GENERAL OVERVIEW: I know San Francisco—in fact, I am San Francisco; and I know San Francisco deserved a better audition segment than what was cut-and-pasted together last night. The truth is in the KKKKara pudding when she said in the first five minutes of the episode, "How could you not have sex with San Francisco? I would gladly leave my heart there. My virginity too, if I still had it!" No, she didn’t really say that. But she thought it. I am sure of that.

So why were the better auditioners featured last night so underwhelming? Of the 12 golden tickets, only four merited screentime? Couldn’t the producers have spared us two hours of Phoenix AZ-zzzzzzzz and given another hour to the eight others from San Fran going Hollywood or bust? I can only hope that among the batch of the Invisible Eight, there is a David Cook waiting for a chance to smoke the competition, because it won’t be:

  • Tatiana Del Toro, who is able to offer good vocals if her ego and blind trust in her psychic don’t get the best of her. The upswing is a win for Tatiana is a win for the underserved laughing hyena community. (I recall reading somewhere that this cycle is going to house the finalists in one house instead of accommodating them in a hotel, dorm-style. They’re living arrangement will be documented a lá Real World, which means viewers will probably be privy to a few explosions and breakdowns through this season. If that’s true, and Tatiana makes it to the finals, buckle your seatbelts, bumpy night, all that yada yada…)
  • Adam Lambert, who gets this episode’s Simon Cowell Back-Handed Seal of Theatricality. KKKKara, in her tangent to becoming the most greatest of improvements to the show, further relegating Randy Jackson to a bag of outdated catchphrases and redundancies, sensibly put into perspective that this part of the competition is to find the best voices, not nitpick on style and execution, which appropriately would be kernelled out during Hollywood Week. Yeah, Simon dude, just because we begged you guys to take down the freak volume a few notches or three doesn’t mean we want AI to offer a non-medical approach to insomnia.
  • Jesus Valenzuela, whose vocals weren’t amazing—decent, but nothing to write home about, owes his trip to Hollywood on his cute-as-buttons sons. Even KKKKara couldn’t resist. "I am not gonna make these kids sad," she said and gave JV the thumbs-up. Paula Abdul, for her part, offered to share her Scotch and soda, but made it very clear to the boys that they were only allowed to drink the soda. In any case, with or without the rugrats, mission accomplished for JV.
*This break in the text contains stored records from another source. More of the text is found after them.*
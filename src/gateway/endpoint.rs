//! Logical endpoint routing
//!
//! The request surface accepts slash-delimited logical paths. Routing is a
//! closed set of variants dispatched by pattern match; anything outside the
//! set fails closed with `Endpoint not implemented: <path>` rather than
//! silently no-opping.

use crate::error::ApiError;

/// HTTP-style method for the dynamic request surface.
#[derive(Debug, Clone, Copy, PartialEq, Eq)]
pub enum Method {
    Get,
    Post,
    Put,
    Delete,
}

impl std::fmt::Display for Method {
    fn fmt(&self, f: &mut std::fmt::Formatter<'_>) -> std::fmt::Result {
        let name = match self {
            Method::Get => "GET",
            Method::Post => "POST",
            Method::Put => "PUT",
            Method::Delete => "DELETE",
        };
        f.write_str(name)
    }
}

impl std::str::FromStr for Method {
    type Err = ApiError;

    fn from_str(s: &str) -> Result<Self, Self::Err> {
        match s.to_ascii_lowercase().as_str() {
            "get" => Ok(Method::Get),
            "post" => Ok(Method::Post),
            "put" => Ok(Method::Put),
            "delete" => Ok(Method::Delete),
            other => Err(ApiError::validation(format!(
                "Unsupported method: {}",
                other
            ))),
        }
    }
}

/// The closed set of operations the gateway can route.
#[derive(Debug, Clone, PartialEq, Eq)]
pub enum Endpoint {
    Register,
    Login,
    CurrentUser,
    VerifyToken,
    UpdateMetadata { user_id: String },
    ApplyTeacher { user_id: String },
    ListCourses,
    GetCourse { id: String },
    SearchCourses { query: String },
    CoursesByCategory { category: String },
    CreateCourse,
    UpdateCourse { id: String },
    DeleteCourse { id: String },
    TeacherCourses,
    UploadMedia,
    HealthCheck,
}

impl Endpoint {
    /// Route a logical path and method onto an endpoint.
    ///
    /// Unroutable combinations produce `ApiError::UnimplementedEndpoint`
    /// carrying the full original path.
    pub fn parse(path: &str, method: Method) -> Result<Self, ApiError> {
        let (route, query_string) = match path.split_once('?') {
            Some((route, qs)) => (route, qs),
            None => (path, ""),
        };
        let segments: Vec<&str> = route.split('/').filter(|s| !s.is_empty()).collect();

        use Method::*;
        let endpoint = match (segments.as_slice(), method) {
            (["auth", "register"], Post) => Endpoint::Register,
            (["auth", "login"], Post) => Endpoint::Login,
            (["auth", "current-user"], Get) => Endpoint::CurrentUser,
            (["auth", "verify-token"], Get) => Endpoint::VerifyToken,
            (["auth", "users", id, "metadata"], Put) => Endpoint::UpdateMetadata {
                user_id: (*id).to_string(),
            },
            (["auth", "users", id, "apply-teacher"], Post) => Endpoint::ApplyTeacher {
                user_id: (*id).to_string(),
            },
            (["courses"], Get) => Endpoint::ListCourses,
            (["courses", "search"], Get) => Endpoint::SearchCourses {
                query: query_param(query_string, "q"),
            },
            (["courses", "category", category], Get) => Endpoint::CoursesByCategory {
                category: decode_component(category),
            },
            (["courses", id], Get) => Endpoint::GetCourse {
                id: (*id).to_string(),
            },
            (["admin", "courses"], Post) => Endpoint::CreateCourse,
            (["admin", "courses", id], Put) => Endpoint::UpdateCourse {
                id: (*id).to_string(),
            },
            (["admin", "courses", id], Delete) => Endpoint::DeleteCourse {
                id: (*id).to_string(),
            },
            (["teacher", "courses"], Get) => Endpoint::TeacherCourses,
            (["upload"], Post) => Endpoint::UploadMedia,
            (["health-check"], Get) => Endpoint::HealthCheck,
            _ => return Err(ApiError::UnimplementedEndpoint(path.to_string())),
        };
        Ok(endpoint)
    }
}

/// Extract one query parameter value, decoded. Missing parameter yields "".
fn query_param(query_string: &str, name: &str) -> String {
    query_string
        .split('&')
        .filter_map(|pair| pair.split_once('='))
        .find(|(key, _)| *key == name)
        .map(|(_, value)| decode_component(value))
        .unwrap_or_default()
}

/// Minimal percent-decoding for path and query components.
fn decode_component(raw: &str) -> String {
    let bytes = raw.as_bytes();
    let mut out = Vec::with_capacity(bytes.len());
    let mut i = 0;
    while i < bytes.len() {
        match bytes[i] {
            b'+' => {
                out.push(b' ');
                i += 1;
            }
            b'%' if i + 2 < bytes.len() => {
                match (hex_value(bytes[i + 1]), hex_value(bytes[i + 2])) {
                    (Some(hi), Some(lo)) => {
                        out.push(hi * 16 + lo);
                        i += 3;
                    }
                    // Malformed escapes pass through verbatim.
                    _ => {
                        out.push(b'%');
                        i += 1;
                    }
                }
            }
            other => {
                out.push(other);
                i += 1;
            }
        }
    }
    String::from_utf8_lossy(&out).into_owned()
}

fn hex_value(byte: u8) -> Option<u8> {
    (byte as char).to_digit(16).map(|v| v as u8)
}

#[cfg(test)]
mod tests {
    use super::*;

    #[test]
    fn test_routes_auth_endpoints() {
        assert_eq!(
            Endpoint::parse("/auth/register", Method::Post).unwrap(),
            Endpoint::Register
        );
        assert_eq!(
            Endpoint::parse("/auth/login", Method::Post).unwrap(),
            Endpoint::Login
        );
        assert_eq!(
            Endpoint::parse("/auth/current-user", Method::Get).unwrap(),
            Endpoint::CurrentUser
        );
        assert_eq!(
            Endpoint::parse("/auth/users/42/metadata", Method::Put).unwrap(),
            Endpoint::UpdateMetadata {
                user_id: "42".to_string()
            }
        );
        assert_eq!(
            Endpoint::parse("/auth/users/42/apply-teacher", Method::Post).unwrap(),
            Endpoint::ApplyTeacher {
                user_id: "42".to_string()
            }
        );
    }

    #[test]
    fn test_routes_course_endpoints() {
        assert_eq!(
            Endpoint::parse("/courses", Method::Get).unwrap(),
            Endpoint::ListCourses
        );
        assert_eq!(
            Endpoint::parse("/courses/search?q=rust", Method::Get).unwrap(),
            Endpoint::SearchCourses {
                query: "rust".to_string()
            }
        );
        assert_eq!(
            Endpoint::parse("/courses/category/Data+Science", Method::Get).unwrap(),
            Endpoint::CoursesByCategory {
                category: "Data Science".to_string()
            }
        );
        assert_eq!(
            Endpoint::parse("/courses/17", Method::Get).unwrap(),
            Endpoint::GetCourse {
                id: "17".to_string()
            }
        );
        assert_eq!(
            Endpoint::parse("/admin/courses", Method::Post).unwrap(),
            Endpoint::CreateCourse
        );
        assert_eq!(
            Endpoint::parse("/admin/courses/17", Method::Delete).unwrap(),
            Endpoint::DeleteCourse {
                id: "17".to_string()
            }
        );
        assert_eq!(
            Endpoint::parse("/teacher/courses", Method::Get).unwrap(),
            Endpoint::TeacherCourses
        );
    }

    #[test]
    fn test_search_without_query_param_is_empty() {
        assert_eq!(
            Endpoint::parse("/courses/search", Method::Get).unwrap(),
            Endpoint::SearchCourses {
                query: String::new()
            }
        );
    }

    #[test]
    fn test_unroutable_paths_fail_closed() {
        for (path, method) in [
            ("/admin/users", Method::Get),
            ("/courses", Method::Delete),
            ("/auth/register", Method::Get),
            ("/payments/checkout", Method::Post),
            ("/", Method::Get),
        ] {
            let err = Endpoint::parse(path, method).unwrap_err();
            assert_eq!(
                err.to_string(),
                format!("Endpoint not implemented: {}", path)
            );
        }
    }

    #[test]
    fn test_method_parsing() {
        assert_eq!("get".parse::<Method>().unwrap(), Method::Get);
        assert_eq!("DELETE".parse::<Method>().unwrap(), Method::Delete);
        assert!("patch".parse::<Method>().is_err());
    }
}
Grandmothers, blindness, dead spouses, tornadoes, bikinis—American Idol is not pulling out any emotional stops this season. All that’s missing is a sick mother and his all-sacrificing son. No, wait… Ah!

  • Kai Kalama, who gave the most impressive audition of the evening, quit sex cold turkey to care for his mother whose ailment presently escapes me. Oh, it doesn’t matter! It’s his mother and she was not doing well and he forewent pleasures of the flesh to make sure the woman who brought him into the mortal coil was cared for, end of story. Do we really need to hear him sing? Okay, "Smoke Gets in Your Eyes," great. Here’s a Golden Ticket, now shuffle him out so I can thump my chest and ululate softly.

Hystrionics aside, not all these Lifetime Channel stories are destined for happy endings in Hollywood. Also, there is no Santa Claus, the Easter Bunny is pure chocolate nonsense, the Tooth Fairy sleeps in the master bedroom, and Elvis is dead.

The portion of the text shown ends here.